##### Input for this task

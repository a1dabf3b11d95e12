use std::fs;
use std::path::{Path, PathBuf};

use anyhow::{Context, Result};

use crate::audio::load_wav;
use crate::header::{render_header, validate_array_name};
use crate::normalize::normalize;
use crate::resample::{resample, Interpolation, TABLE_SIZE};

pub const DEFAULT_WAV_PATH: &str = "buchla_triangle_1cyc.wav";
pub const DEFAULT_OUTPUT_PATH: &str = "BuchlaTriangle.h";
pub const DEFAULT_ARRAY_NAME: &str = "buchlaTriangle_512";

#[derive(Clone, Debug, PartialEq)]
pub struct ConvertConfig {
    pub wav_path: PathBuf,
    pub output_path: PathBuf,
    /// Must be a C identifier; it is also uppercased into the include guard.
    pub array_name: String,
    pub interpolation: Interpolation,
}

impl Default for ConvertConfig {
    fn default() -> Self {
        ConvertConfig {
            wav_path: PathBuf::from(DEFAULT_WAV_PATH),
            output_path: PathBuf::from(DEFAULT_OUTPUT_PATH),
            array_name: DEFAULT_ARRAY_NAME.to_string(),
            interpolation: Interpolation::default(),
        }
    }
}

#[derive(Clone, Debug)]
pub struct ConvertReport {
    pub sample_rate: u32,
    pub channels: usize,
    pub input_len: usize,
    pub peak: f64,
    pub table: Vec<f64>,
}

/// Resamples one channel to `TABLE_SIZE` points and normalizes it.
/// Returns the table and the peak measured before normalization.
pub fn build_table(samples: &[f64], interpolation: Interpolation) -> Result<(Vec<f64>, f64)> {
    let mut table = resample(samples, TABLE_SIZE, interpolation)?;
    let peak = normalize(&mut table);
    Ok((table, peak))
}

pub fn write_header(path: &Path, text: &str) -> Result<()> {
    fs::write(path, text).with_context(|| format!("failed to write header {}", path.display()))
}

pub fn convert(config: &ConvertConfig) -> Result<ConvertReport> {
    validate_array_name(&config.array_name)?;

    let audio = load_wav(&config.wav_path)?;
    if audio.channels > 1 {
        tracing::debug!("using channel 0, dropping {} other channel(s)", audio.channels - 1);
    }
    let samples = audio.first_channel();

    let (table, peak) = build_table(&samples, config.interpolation)
        .with_context(|| format!("cannot build a wavetable from {}", config.wav_path.display()))?;
    if peak == 0.0 {
        tracing::warn!("{} is silent, table left at zero", config.wav_path.display());
    }
    tracing::info!(
        "resampled {} frames at {} Hz to {} points ({}), peak {:.6}",
        samples.len(),
        audio.sample_rate,
        TABLE_SIZE,
        config.interpolation,
        peak
    );

    let text = render_header(&table, &config.array_name, &config.wav_path);
    write_header(&config.output_path, &text)?;

    Ok(ConvertReport {
        sample_rate: audio.sample_rate,
        channels: audio.channels,
        input_len: samples.len(),
        peak,
        table,
    })
}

##########

What this task involves
Your task is to repeat every entry exactly.

Response box
repository a1dabf3b11d95e12
use std::fs;
use std::path::{Path, PathBuf};

use anyhow::{Context, Result};

use crate::audio::load_wav;
use crate::header::{render_header, validate_array_name};
use crate::normalize::normalize;
use crate::resample::{resample, Interpolation, TABLE_SIZE};

pub const DEFAULT_WAV_PATH: &str = "buchla_triangle_1cyc.wav";
pub const DEFAULT_OUTPUT_PATH: &str = "BuchlaTriangle.h";
pub const DEFAULT_ARRAY_NAME: &str = "buchlaTriangle_512";

#[derive(Clone, Debug, PartialEq)]
pub struct ConvertConfig {
    pub wav_path: PathBuf,
    pub output_path: PathBuf,
    /// Must be a C identifier; it is also uppercased into the include guard.
    pub array_name: String,
    pub interpolation: Interpolation,
}

impl Default for ConvertConfig {
    fn default() -> Self {
        ConvertConfig {
            wav_path: PathBuf::from(DEFAULT_WAV_PATH),
            output_path: PathBuf::from(DEFAULT_OUTPUT_PATH),
            array_name: DEFAULT_ARRAY_NAME.to_string(),
            interpolation: Interpolation::default(),
        }
    }
}

#[derive(Clone, Debug)]
pub struct ConvertReport {
    pub sample_rate: u32,
    pub channels: usize,
    pub input_len: usize,
    pub peak: f64,
    pub table: Vec<f64>,
}

/// Resamples one channel to `TABLE_SIZE` points and normalizes it.
/// Returns the table and the peak measured before normalization.
pub fn build_table(samples: &[f64], interpolation: Interpolation) -> Result<(Vec<f64>, f64)> {
    let mut table = resample(samples, TABLE_SIZE, interpolation)?;
    let peak = normalize(&mut table);
    Ok((table, peak))
}

pub fn write_header(path: &Path, text: &str) -> Result<()> {
    fs::write(path, text).with_context(|| format!("failed to write header {}", path.display()))
}

pub fn convert(config: &ConvertConfig) -> Result<ConvertReport> {
    validate_array_name(&config.array_name)?;

    let audio = load_wav(&config.wav_path)?;
    if audio.channels > 1 {
        tracing::debug!("using channel 0, dropping {} other channel(s)", audio.channels - 1);
    }
    let samples = audio.first_channel();

    let (table, peak) = build_table(&samples, config.interpolation)
        .with_context(|| format!("cannot build a wavetable from {}", config.wav_path.display()))?;
    if peak == 0.0 {
        tracing::warn!("{} is silent, table left at zero", config.wav_path.display());
    }
    tracing::info!(
        "resampled {} frames at {} Hz to {} points ({}), peak {:.6}",
        samples.len(),
        audio.sample_rate,
        TABLE_SIZE,
        config.interpolation,
        peak
    );

    let text = render_header(&table, &config.array_name, &config.wav_path);
    write_header(&config.output_path, &text)?;

    Ok(ConvertReport {
        sample_rate: audio.sample_rate,
        channels: audio.channels,
        input_len: samples.len(),
        peak,
        table,
    })
}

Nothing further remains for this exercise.